YOUR INSTRUCTIONS: Which lines below fall between the one containing "filename crates/hydra-core/src/timezone.rs" and the one containing "pub fn shanghai_offset()"? Repeat them exactly, counting both of those lines, and add nothing else.

Dataset entries:
########
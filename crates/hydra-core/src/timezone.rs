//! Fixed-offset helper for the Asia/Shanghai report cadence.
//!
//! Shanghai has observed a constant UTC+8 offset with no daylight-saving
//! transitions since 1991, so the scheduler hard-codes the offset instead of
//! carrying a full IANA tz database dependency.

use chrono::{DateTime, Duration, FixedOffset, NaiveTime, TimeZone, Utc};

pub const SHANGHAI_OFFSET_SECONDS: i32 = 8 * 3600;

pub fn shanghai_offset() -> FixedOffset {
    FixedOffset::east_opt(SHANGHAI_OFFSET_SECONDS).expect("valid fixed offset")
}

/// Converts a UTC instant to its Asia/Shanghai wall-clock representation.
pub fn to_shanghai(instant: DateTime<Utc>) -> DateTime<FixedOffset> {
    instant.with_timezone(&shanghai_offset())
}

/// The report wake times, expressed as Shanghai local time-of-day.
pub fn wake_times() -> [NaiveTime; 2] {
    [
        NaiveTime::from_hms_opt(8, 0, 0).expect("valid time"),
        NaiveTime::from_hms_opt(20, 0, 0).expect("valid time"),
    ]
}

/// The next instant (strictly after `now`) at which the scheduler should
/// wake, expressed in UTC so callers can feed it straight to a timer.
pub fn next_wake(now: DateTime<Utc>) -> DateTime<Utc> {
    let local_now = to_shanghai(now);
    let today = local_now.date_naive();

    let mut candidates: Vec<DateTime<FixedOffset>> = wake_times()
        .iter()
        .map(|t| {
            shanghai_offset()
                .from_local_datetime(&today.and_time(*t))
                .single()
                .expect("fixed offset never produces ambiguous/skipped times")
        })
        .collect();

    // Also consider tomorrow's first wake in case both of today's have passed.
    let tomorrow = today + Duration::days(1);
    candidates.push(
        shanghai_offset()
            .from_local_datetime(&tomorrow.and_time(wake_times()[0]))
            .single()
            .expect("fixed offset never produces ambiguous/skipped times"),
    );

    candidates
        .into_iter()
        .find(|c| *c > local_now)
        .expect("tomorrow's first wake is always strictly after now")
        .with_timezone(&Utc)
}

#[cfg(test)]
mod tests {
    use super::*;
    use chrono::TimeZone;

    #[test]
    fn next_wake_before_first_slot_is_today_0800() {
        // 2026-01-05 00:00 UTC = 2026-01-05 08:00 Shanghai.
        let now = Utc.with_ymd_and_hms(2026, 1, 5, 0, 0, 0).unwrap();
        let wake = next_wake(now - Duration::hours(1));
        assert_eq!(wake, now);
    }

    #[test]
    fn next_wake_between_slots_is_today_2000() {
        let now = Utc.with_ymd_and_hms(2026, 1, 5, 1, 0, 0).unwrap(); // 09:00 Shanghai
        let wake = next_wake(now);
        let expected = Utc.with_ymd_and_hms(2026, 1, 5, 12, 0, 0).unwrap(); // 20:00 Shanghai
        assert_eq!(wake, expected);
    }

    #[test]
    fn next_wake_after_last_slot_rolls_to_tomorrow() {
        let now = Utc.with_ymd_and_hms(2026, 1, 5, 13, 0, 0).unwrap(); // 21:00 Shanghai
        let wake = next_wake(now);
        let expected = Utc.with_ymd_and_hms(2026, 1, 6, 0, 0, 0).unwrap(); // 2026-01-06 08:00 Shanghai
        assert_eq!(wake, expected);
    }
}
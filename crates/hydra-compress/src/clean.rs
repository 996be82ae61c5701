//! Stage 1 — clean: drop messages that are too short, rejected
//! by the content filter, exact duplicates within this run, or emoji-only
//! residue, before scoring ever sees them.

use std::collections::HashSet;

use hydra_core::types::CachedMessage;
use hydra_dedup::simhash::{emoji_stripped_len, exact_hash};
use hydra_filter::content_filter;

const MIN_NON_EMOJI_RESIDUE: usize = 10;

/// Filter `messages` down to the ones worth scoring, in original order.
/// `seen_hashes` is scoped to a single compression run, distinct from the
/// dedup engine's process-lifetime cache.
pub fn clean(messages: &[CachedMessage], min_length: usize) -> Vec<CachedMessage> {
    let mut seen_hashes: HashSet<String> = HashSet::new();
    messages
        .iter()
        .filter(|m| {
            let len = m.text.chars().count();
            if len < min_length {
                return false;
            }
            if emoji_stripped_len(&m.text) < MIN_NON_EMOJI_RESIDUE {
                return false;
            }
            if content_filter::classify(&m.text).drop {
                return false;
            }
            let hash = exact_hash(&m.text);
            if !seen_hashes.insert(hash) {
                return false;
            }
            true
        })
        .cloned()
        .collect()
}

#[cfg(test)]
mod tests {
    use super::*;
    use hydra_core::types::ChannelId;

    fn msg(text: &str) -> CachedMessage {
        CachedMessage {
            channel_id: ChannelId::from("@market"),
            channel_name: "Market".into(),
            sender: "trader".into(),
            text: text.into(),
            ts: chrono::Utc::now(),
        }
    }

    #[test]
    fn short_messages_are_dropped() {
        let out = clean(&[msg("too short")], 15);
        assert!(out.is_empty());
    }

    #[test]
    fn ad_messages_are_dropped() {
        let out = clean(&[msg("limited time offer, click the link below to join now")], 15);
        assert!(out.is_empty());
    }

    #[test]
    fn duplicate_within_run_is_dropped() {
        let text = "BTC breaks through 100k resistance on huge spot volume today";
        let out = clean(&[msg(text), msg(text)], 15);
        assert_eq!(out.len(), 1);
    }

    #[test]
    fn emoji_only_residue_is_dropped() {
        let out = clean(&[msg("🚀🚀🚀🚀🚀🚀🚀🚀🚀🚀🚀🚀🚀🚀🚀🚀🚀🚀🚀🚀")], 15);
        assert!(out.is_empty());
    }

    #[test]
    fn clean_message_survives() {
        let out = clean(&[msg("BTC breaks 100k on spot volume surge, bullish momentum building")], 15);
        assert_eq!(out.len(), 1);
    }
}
########
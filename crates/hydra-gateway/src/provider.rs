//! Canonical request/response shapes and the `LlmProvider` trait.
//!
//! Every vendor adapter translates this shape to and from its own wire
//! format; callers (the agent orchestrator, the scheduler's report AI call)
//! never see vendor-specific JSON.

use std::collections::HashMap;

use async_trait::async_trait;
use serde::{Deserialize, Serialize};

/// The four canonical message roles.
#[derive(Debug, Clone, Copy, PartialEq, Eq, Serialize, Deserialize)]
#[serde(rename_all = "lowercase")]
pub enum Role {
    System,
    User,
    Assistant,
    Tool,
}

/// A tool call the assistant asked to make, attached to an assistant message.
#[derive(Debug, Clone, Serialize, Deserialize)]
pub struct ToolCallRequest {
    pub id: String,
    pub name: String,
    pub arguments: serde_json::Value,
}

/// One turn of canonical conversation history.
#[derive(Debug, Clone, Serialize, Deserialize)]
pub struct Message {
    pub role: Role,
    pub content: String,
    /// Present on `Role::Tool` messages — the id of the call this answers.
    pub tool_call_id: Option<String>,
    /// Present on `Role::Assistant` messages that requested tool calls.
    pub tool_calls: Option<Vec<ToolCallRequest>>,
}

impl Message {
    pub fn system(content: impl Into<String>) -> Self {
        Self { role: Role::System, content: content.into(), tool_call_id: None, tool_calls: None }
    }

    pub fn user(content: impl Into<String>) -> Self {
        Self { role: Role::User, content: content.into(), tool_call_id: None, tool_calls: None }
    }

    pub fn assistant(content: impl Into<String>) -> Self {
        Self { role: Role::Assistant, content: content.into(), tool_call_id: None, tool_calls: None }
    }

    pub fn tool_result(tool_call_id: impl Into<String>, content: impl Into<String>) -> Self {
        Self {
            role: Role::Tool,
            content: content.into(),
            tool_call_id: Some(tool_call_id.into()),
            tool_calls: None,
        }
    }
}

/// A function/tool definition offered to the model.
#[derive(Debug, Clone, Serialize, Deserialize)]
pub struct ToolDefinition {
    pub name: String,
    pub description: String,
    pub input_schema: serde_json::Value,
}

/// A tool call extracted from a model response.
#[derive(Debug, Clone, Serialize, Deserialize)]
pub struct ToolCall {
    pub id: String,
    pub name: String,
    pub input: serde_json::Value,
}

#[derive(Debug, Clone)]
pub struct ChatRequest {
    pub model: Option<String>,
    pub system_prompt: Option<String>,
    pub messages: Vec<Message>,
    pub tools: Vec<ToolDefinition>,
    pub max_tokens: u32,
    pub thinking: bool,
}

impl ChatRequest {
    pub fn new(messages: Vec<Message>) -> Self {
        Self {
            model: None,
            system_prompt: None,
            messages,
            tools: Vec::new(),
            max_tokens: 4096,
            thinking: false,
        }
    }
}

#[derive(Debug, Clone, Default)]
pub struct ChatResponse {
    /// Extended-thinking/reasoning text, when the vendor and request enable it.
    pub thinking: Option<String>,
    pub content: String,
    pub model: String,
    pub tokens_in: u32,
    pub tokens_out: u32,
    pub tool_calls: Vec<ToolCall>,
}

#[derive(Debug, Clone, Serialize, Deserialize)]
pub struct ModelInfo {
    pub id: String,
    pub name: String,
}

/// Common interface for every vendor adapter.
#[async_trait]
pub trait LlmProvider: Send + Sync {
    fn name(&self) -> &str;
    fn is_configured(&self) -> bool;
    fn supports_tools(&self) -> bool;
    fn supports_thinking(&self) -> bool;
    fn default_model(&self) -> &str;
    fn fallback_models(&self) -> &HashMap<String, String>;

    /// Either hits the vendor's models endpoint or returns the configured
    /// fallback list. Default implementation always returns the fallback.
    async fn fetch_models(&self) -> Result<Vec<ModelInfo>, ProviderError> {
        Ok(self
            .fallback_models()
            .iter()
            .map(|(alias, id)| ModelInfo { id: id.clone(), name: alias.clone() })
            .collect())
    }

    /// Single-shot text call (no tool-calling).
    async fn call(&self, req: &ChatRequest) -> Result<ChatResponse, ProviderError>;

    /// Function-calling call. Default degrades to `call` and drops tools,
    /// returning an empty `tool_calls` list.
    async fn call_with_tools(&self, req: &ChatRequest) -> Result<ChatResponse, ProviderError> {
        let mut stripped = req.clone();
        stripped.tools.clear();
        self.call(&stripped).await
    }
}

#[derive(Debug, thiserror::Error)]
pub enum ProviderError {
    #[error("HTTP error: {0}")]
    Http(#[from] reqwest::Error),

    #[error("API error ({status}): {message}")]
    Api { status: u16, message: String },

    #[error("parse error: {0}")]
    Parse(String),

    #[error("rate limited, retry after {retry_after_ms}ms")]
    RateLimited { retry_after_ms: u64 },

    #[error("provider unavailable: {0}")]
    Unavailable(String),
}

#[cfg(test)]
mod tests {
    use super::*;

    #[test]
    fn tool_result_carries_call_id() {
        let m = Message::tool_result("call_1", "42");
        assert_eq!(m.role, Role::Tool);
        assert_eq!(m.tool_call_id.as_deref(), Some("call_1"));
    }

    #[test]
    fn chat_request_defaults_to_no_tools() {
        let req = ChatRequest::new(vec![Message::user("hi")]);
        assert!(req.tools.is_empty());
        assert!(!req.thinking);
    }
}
########
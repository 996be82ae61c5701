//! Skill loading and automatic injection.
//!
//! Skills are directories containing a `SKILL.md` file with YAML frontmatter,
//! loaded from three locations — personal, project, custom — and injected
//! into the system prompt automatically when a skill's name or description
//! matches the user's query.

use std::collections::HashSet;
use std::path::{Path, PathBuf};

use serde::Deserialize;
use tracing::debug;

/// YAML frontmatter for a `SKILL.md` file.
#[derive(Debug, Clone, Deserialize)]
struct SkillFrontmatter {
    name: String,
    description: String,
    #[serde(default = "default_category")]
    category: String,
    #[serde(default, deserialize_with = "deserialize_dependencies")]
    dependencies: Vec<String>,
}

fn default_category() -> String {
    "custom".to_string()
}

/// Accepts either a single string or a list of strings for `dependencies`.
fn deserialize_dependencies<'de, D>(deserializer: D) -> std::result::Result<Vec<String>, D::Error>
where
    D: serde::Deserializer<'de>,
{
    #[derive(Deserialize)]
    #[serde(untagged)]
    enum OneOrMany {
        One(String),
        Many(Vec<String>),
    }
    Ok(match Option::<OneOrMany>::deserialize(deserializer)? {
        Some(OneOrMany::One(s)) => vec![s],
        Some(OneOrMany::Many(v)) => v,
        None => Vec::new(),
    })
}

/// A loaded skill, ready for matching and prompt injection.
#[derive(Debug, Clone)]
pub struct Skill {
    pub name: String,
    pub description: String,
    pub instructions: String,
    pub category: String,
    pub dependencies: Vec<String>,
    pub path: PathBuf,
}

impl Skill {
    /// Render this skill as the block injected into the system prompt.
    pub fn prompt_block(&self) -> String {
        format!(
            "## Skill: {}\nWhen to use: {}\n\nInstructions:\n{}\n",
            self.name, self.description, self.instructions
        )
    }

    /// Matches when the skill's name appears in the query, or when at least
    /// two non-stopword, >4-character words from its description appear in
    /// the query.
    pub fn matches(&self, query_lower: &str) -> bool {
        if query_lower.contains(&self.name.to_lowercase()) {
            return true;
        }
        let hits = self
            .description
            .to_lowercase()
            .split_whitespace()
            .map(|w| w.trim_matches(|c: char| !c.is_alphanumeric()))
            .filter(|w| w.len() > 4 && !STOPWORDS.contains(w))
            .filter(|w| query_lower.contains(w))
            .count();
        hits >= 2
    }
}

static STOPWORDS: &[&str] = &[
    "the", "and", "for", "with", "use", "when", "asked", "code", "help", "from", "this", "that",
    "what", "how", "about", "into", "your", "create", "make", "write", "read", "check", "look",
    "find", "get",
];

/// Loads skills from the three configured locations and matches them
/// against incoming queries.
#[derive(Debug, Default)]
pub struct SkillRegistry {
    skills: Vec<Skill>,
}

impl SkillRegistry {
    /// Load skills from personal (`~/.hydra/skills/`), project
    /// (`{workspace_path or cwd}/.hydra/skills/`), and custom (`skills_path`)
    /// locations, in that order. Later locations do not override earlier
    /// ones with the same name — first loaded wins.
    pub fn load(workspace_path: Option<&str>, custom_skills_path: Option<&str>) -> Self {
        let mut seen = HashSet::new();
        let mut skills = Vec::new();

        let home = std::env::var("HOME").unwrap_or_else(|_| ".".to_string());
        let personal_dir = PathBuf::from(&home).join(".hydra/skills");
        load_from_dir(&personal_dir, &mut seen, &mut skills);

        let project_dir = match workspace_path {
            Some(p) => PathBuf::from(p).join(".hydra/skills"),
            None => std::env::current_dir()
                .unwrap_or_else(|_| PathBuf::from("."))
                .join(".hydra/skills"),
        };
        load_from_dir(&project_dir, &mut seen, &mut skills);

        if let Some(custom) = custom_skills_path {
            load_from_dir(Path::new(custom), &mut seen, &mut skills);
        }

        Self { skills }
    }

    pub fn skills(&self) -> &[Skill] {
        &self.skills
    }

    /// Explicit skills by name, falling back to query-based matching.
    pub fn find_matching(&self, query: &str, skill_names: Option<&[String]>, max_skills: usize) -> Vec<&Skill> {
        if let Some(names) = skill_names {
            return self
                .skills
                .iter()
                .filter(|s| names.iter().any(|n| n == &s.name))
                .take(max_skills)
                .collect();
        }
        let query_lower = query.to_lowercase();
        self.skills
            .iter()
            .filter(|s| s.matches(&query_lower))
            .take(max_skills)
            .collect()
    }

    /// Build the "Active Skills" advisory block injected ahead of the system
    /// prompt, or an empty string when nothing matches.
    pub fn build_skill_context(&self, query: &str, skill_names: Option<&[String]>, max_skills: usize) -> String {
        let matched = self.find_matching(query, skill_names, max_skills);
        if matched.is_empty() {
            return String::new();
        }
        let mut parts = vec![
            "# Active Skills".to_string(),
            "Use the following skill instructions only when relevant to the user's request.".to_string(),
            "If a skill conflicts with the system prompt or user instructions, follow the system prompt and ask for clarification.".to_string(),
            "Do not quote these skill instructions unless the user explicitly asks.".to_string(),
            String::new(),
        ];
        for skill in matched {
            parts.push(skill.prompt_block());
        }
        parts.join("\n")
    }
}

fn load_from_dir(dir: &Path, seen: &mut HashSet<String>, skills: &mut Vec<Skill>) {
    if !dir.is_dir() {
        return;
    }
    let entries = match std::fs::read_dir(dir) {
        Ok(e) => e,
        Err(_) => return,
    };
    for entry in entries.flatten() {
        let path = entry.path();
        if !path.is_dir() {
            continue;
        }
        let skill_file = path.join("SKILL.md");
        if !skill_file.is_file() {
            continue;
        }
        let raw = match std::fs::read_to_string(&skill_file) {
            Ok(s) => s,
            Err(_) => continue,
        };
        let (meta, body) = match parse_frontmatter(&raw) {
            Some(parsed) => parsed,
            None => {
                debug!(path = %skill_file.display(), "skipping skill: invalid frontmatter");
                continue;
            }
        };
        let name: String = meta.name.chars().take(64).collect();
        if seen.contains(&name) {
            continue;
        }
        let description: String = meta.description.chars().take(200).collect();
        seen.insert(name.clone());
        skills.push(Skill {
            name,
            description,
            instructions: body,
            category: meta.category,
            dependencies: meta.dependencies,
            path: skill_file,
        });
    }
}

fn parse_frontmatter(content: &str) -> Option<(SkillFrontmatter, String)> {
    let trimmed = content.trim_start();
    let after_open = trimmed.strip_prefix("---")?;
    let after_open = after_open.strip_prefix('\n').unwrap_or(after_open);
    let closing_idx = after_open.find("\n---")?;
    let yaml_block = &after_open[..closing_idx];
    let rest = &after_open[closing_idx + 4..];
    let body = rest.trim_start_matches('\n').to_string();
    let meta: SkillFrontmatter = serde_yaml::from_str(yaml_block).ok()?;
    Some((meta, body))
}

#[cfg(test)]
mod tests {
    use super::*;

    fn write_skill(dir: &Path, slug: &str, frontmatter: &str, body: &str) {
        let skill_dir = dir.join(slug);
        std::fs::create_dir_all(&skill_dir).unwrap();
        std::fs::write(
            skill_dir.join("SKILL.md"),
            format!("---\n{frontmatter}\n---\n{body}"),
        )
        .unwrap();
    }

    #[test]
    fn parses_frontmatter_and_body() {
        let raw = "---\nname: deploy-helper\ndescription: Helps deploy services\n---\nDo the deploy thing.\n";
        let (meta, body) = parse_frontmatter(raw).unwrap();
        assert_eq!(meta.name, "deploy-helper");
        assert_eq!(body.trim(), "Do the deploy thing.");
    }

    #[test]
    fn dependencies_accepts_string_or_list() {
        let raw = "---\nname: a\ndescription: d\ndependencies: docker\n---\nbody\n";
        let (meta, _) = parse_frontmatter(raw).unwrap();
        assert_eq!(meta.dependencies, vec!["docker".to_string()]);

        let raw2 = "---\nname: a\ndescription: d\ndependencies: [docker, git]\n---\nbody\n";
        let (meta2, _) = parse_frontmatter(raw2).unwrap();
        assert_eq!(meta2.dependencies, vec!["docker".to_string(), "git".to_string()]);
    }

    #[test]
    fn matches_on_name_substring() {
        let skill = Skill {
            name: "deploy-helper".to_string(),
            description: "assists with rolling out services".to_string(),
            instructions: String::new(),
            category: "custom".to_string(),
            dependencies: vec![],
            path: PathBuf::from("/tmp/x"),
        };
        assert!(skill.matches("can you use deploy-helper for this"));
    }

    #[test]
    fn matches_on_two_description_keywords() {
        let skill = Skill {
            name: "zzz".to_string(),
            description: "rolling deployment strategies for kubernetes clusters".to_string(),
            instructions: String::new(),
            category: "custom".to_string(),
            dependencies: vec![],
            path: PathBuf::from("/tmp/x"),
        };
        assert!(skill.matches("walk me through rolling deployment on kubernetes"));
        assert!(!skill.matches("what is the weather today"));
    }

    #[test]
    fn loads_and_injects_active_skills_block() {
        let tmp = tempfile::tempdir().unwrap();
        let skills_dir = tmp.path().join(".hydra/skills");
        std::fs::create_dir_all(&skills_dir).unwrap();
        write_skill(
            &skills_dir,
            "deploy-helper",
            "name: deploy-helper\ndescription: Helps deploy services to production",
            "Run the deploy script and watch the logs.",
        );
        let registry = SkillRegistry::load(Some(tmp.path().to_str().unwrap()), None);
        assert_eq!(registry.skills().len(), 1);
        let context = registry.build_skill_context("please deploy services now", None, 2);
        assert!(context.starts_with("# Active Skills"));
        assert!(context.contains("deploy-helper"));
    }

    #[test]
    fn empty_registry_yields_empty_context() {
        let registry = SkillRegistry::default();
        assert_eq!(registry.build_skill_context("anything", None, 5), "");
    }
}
########
YOUR RESPONSE:
filename crates/hydra-core/src/timezone.rs
//! Fixed-offset helper for the Asia/Shanghai report cadence.
//!
//! Shanghai has observed a constant UTC+8 offset with no daylight-saving
//! transitions since 1991, so the scheduler hard-codes the offset instead of
//! carrying a full IANA tz database dependency.

use chrono::{DateTime, Duration, FixedOffset, NaiveTime, TimeZone, Utc};

pub const SHANGHAI_OFFSET_SECONDS: i32 = 8 * 3600;

pub fn shanghai_offset() -> FixedOffset {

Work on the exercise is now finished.